__EXERCISE AIM__: From the data underneath, reproduce exactly the stretch that begins at the line with "Raw provider answer." and ends after the line with "credential is set.".

(Entries taken from a collection)

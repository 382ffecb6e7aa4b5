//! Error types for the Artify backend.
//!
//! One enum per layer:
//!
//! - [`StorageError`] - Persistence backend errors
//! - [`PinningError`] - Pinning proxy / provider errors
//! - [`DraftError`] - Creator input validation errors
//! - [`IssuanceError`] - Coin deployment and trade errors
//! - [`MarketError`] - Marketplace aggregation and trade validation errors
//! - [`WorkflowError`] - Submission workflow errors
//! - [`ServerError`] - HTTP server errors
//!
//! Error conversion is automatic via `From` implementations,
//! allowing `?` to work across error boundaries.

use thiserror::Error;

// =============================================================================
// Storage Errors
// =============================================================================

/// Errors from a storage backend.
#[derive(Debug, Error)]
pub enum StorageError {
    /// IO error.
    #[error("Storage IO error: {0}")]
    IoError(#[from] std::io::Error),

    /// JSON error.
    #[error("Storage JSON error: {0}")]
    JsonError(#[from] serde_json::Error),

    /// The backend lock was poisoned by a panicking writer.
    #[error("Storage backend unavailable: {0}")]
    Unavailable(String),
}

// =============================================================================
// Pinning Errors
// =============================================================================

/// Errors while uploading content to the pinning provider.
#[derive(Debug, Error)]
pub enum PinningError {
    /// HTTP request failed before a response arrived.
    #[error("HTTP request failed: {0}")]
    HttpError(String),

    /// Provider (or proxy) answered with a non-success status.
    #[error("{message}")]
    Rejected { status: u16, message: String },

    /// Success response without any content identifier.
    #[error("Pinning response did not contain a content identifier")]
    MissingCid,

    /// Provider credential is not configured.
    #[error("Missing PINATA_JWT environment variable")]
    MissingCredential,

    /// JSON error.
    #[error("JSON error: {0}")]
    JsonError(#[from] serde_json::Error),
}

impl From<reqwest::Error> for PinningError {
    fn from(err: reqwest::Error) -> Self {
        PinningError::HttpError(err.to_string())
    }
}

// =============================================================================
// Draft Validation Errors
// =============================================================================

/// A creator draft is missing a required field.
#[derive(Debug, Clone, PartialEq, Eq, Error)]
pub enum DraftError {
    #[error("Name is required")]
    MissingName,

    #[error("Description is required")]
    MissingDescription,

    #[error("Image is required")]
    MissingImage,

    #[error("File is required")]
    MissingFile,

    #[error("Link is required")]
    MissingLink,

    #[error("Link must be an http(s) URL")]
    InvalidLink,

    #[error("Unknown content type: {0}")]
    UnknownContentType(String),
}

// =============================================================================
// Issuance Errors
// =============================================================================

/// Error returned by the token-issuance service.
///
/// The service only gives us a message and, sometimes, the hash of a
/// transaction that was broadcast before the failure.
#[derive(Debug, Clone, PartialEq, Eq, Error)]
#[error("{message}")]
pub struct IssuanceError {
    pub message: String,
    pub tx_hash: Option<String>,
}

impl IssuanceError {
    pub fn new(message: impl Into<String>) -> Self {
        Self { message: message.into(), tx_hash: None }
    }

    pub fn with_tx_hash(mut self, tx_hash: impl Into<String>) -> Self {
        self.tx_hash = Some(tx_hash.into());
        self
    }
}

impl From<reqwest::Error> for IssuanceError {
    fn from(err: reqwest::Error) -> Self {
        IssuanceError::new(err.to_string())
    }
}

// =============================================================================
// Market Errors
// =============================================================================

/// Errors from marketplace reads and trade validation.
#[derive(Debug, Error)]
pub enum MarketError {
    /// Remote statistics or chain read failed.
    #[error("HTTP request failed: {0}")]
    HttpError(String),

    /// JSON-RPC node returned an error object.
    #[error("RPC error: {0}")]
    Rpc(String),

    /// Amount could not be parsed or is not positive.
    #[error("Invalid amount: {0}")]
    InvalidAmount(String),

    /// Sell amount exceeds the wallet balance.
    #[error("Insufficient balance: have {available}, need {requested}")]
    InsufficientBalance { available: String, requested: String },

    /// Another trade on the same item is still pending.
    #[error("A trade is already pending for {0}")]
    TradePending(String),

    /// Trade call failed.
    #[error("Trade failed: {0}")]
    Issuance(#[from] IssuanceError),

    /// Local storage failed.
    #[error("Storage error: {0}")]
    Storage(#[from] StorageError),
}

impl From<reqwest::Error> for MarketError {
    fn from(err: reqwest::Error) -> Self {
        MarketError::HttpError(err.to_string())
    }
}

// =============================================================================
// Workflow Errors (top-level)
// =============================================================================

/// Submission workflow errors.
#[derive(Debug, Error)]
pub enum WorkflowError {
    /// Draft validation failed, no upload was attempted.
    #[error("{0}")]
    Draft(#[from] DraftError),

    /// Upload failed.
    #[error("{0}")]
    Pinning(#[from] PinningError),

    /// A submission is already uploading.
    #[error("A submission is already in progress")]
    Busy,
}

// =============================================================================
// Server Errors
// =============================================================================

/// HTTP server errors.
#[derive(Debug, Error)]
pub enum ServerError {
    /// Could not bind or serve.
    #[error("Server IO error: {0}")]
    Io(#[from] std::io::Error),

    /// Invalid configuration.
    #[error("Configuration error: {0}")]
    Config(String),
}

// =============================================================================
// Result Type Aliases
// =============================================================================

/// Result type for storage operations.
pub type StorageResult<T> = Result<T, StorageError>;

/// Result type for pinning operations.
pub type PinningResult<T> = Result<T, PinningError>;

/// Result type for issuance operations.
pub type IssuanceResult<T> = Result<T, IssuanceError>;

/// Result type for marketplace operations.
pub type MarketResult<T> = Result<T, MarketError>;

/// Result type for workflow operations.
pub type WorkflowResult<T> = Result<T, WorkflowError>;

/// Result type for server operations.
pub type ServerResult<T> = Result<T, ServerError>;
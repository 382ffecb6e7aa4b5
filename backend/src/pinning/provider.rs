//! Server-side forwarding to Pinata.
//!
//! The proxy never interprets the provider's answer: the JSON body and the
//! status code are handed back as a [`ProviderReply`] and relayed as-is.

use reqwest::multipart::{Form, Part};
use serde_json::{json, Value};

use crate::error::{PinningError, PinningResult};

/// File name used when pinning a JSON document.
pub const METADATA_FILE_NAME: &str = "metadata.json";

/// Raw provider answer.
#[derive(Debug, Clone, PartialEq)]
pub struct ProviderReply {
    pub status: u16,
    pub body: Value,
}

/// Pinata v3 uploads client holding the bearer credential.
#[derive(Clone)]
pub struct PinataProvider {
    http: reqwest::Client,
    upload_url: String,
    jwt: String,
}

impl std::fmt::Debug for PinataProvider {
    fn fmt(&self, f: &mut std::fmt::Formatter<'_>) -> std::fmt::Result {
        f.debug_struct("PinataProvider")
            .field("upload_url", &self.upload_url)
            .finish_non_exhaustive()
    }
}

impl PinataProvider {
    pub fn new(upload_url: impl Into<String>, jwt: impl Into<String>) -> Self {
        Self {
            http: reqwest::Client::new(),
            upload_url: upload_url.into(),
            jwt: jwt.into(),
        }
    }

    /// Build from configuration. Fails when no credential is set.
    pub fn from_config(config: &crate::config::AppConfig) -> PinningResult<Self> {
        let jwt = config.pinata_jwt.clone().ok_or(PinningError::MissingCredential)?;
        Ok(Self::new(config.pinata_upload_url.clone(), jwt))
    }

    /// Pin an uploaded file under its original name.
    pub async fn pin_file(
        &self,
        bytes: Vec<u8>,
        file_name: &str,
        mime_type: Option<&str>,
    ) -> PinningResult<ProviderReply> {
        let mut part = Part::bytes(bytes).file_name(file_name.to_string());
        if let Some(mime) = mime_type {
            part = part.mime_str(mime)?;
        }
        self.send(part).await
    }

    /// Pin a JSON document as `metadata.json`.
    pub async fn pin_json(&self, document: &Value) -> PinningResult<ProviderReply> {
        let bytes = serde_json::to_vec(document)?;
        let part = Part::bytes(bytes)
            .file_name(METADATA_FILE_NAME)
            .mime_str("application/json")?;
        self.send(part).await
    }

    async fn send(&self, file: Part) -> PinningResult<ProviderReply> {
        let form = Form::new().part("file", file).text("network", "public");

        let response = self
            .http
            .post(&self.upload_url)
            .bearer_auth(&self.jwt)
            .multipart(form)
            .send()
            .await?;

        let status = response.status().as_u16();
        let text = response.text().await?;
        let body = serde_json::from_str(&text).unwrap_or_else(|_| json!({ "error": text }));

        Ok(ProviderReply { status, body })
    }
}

__RESULT OF THE EXERCISE__:
/// Raw provider answer.
#[derive(Debug, Clone, PartialEq)]
pub struct ProviderReply {
    pub status: u16,
    pub body: Value,
}

/// Pinata v3 uploads client holding the bearer credential.
#[derive(Clone)]
pub struct PinataProvider {
    http: reqwest::Client,
    upload_url: String,
    jwt: String,
}

impl std::fmt::Debug for PinataProvider {
    fn fmt(&self, f: &mut std::fmt::Formatter<'_>) -> std::fmt::Result {
        f.debug_struct("PinataProvider")
            .field("upload_url", &self.upload_url)
            .finish_non_exhaustive()
    }
}

impl PinataProvider {
    pub fn new(upload_url: impl Into<String>, jwt: impl Into<String>) -> Self {
        Self {
            http: reqwest::Client::new(),
            upload_url: upload_url.into(),
            jwt: jwt.into(),
        }
    }

    /// Build from configuration. Fails when no credential is set.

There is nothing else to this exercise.